Calculation of spatial distributions of absorbed energy of ionizing radiation in biological tissue for sources of different shapes and sizes at internal irradiation by alpha-particles, electrons and photons with various energies: a unified approach for use in nuclear medicine

Aim of the study - develop a unified approach for calculating spatial distributions of absorbed energy of ionizing radiation within and outside of biostructures with various shapes and sizes at internal irradiation by corpuscular and photon radiation in order to simplify procedures and to reduce the volume of calculations for dosimetrical support to use of radiopharmaceuticals in nuclear medicine. The data bases, containing information on spatial distributions in biological tissue of absorbed energy, emitted by point isotropic sources of corpuscular and photon radiation, were used.
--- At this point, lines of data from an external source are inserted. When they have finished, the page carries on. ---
// Licensed under the Apache-2.0 license

//! Signing flow as a chain of states. Each transition consumes the previous
//! state, so an image cannot be embedded before it has been signed.
//!
//! `Unsigned -> Digested -> Signed -> (Verified) -> Embedded`

use crate::container::FlashContainer;
use crate::error::{Result, TrustError};
use crate::hash;
use crate::keygen::{PrivateKey, PublicKey};
use crate::scheme::{DigestRequirement, SignatureAlgorithm};
use crate::sign::{self, SignatureRecord};
use crate::validation::{self, embed_block, ValidationBlock};
use flash_image::VALIDATION_MAGIC_WORDS;

pub struct Unsigned {
    image: FlashContainer,
    algorithm: SignatureAlgorithm,
}

pub struct Digested {
    image: FlashContainer,
    algorithm: SignatureAlgorithm,
    message: Vec<u8>,
    digest: Option<Vec<u8>>,
}

pub struct Signed {
    image: FlashContainer,
    message: Vec<u8>,
    record: SignatureRecord,
}

pub struct Verified {
    signed: Signed,
    public_key: PublicKey,
}

#[derive(Debug)]
pub struct Embedded {
    pub image: FlashContainer,
    pub offset: u32,
    pub block: ValidationBlock,
    pub record: SignatureRecord,
}

impl Unsigned {
    pub fn new(image: FlashContainer, algorithm: SignatureAlgorithm) -> Self {
        Self { image, algorithm }
    }

    /// Flattens the image and hashes it if the scheme signs a digest.
    pub fn digest(self) -> Digested {
        let message = self.image.to_binary();
        let digest = match self.algorithm.scheme().digest_requirement() {
            DigestRequirement::Prehashed(algorithm) => Some(hash::digest(&message, algorithm)),
            DigestRequirement::Message => None,
        };
        Digested {
            image: self.image,
            algorithm: self.algorithm,
            message,
            digest,
        }
    }
}

impl Digested {
    pub fn digest(&self) -> Option<&[u8]> {
        self.digest.as_deref()
    }

    pub fn sign(self, key: &PrivateKey) -> Result<Signed> {
        let input = self.digest.as_deref().unwrap_or(&self.message);
        let record = sign::sign(key, self.algorithm, input)?;
        Ok(Signed {
            image: self.image,
            message: self.message,
            record,
        })
    }
}

impl Signed {
    pub fn record(&self) -> &SignatureRecord {
        &self.record
    }

    pub fn verify(self, public_key: PublicKey) -> Result<Verified> {
        if !validation::verify(&public_key, &self.message, &self.record.signature)? {
            return Err(TrustError::VerificationFailure);
        }
        Ok(Verified {
            signed: self,
            public_key,
        })
    }

    /// Embeds without checking the signature against `public_key`.
    pub fn embed(
        self,
        public_key: &PublicKey,
        magic: [u32; VALIDATION_MAGIC_WORDS],
        offset: Option<u32>,
    ) -> Result<Embedded> {
        let block = ValidationBlock::new(magic, public_key, &self.record.signature)?;
        let (image, offset) = embed_block(&self.image, offset, &block.to_bytes())?;
        Ok(Embedded {
            image,
            offset,
            block,
            record: self.record,
        })
    }
}

impl Verified {
    pub fn embed(
        self,
        magic: [u32; VALIDATION_MAGIC_WORDS],
        offset: Option<u32>,
    ) -> Result<Embedded> {
        self.signed.embed(&self.public_key, magic, offset)
    }
}

#[cfg(test)]
mod tests {
    use super::*;
    use crate::keygen::KeyPair;
    use crate::validation::find_validation_block;

    const MAGIC: [u32; 3] = [0x281e_e6de, 0x8651_8483, 79362];

    #[test]
    fn test_full_flow() {
        for algorithm in SignatureAlgorithm::ALL {
            let pair = KeyPair::generate(algorithm);
            let image = FlashContainer::from_binary(&[0x5a; 1000], 0x8000).unwrap();

            let digested = Unsigned::new(image, algorithm).digest();
            assert_eq!(
                digested.digest().is_some(),
                algorithm == SignatureAlgorithm::EcdsaP256Sha256
            );
            let embedded = digested
                .sign(&pair.private_key)
                .unwrap()
                .verify(pair.public_key.clone())
                .unwrap()
                .embed(MAGIC, None)
                .unwrap();
            assert_eq!(embedded.offset, 0x8000 + 1000);

            let binary = embedded.image.to_binary();
            let (position, block) = find_validation_block(&binary, MAGIC, algorithm)
                .unwrap()
                .unwrap();
            assert_eq!(position, 1000);
            let key = block.public_key(algorithm).unwrap();
            assert!(validation::verify(&key, &binary[..1000], &block.signature).unwrap());
        }
    }

    #[test]
    fn test_rerun_is_independent() {
        let pair = KeyPair::generate(SignatureAlgorithm::Ed25519Sha512);
        let image = FlashContainer::from_binary(b"payload", 0).unwrap();
        let first = Unsigned::new(image.clone(), SignatureAlgorithm::Ed25519Sha512)
            .digest()
            .sign(&pair.private_key)
            .unwrap();
        let second = Unsigned::new(image, SignatureAlgorithm::Ed25519Sha512)
            .digest()
            .sign(&pair.private_key)
            .unwrap();
        assert_eq!(first.record(), second.record());
    }

    #[test]
    fn test_verify_with_other_key_fails() {
        let pair = KeyPair::generate(SignatureAlgorithm::EcdsaP256Sha256);
        let other = KeyPair::generate(SignatureAlgorithm::EcdsaP256Sha256);
        let image = FlashContainer::from_binary(b"payload", 0).unwrap();
        let signed = Unsigned::new(image, SignatureAlgorithm::EcdsaP256Sha256)
            .digest()
            .sign(&pair.private_key)
            .unwrap();
        assert!(matches!(
            signed.verify(other.public_key),
            Err(TrustError::VerificationFailure)
        ));
    }
}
Numerical data characterizing absorbed fractions of energy inside and outside the volumes of biological structures modeled by spheres and layers of different sizes at internal irradiation by alpha particles, electrons and photons in the energy ranges of 0.01-10 MeV, 0.0005-10 MeV and 0.015-4.0 MeV, respectively, were obtained. This almost completely covers the energy spectra of all radionuclides used in nuclear medicine. It has been established that numerical sequences of calculated values of absorbed fractions of energy, expressed as dependences of fractions of energy on the ratios of biological structures' sizes or distances around them to the so-called “radii of 99% absorption of energy around point sources”, becomes a unified form applicable to biostructures of various sizes and shapes at internal irradiation by corpuscular and photon radiation with different energies. The proposed approach is useful tool for calculating absorbed doses inside and outside the volumes of organs and tumor formations, at the level of their microstructures, as well as at the cellular and subcellular levels.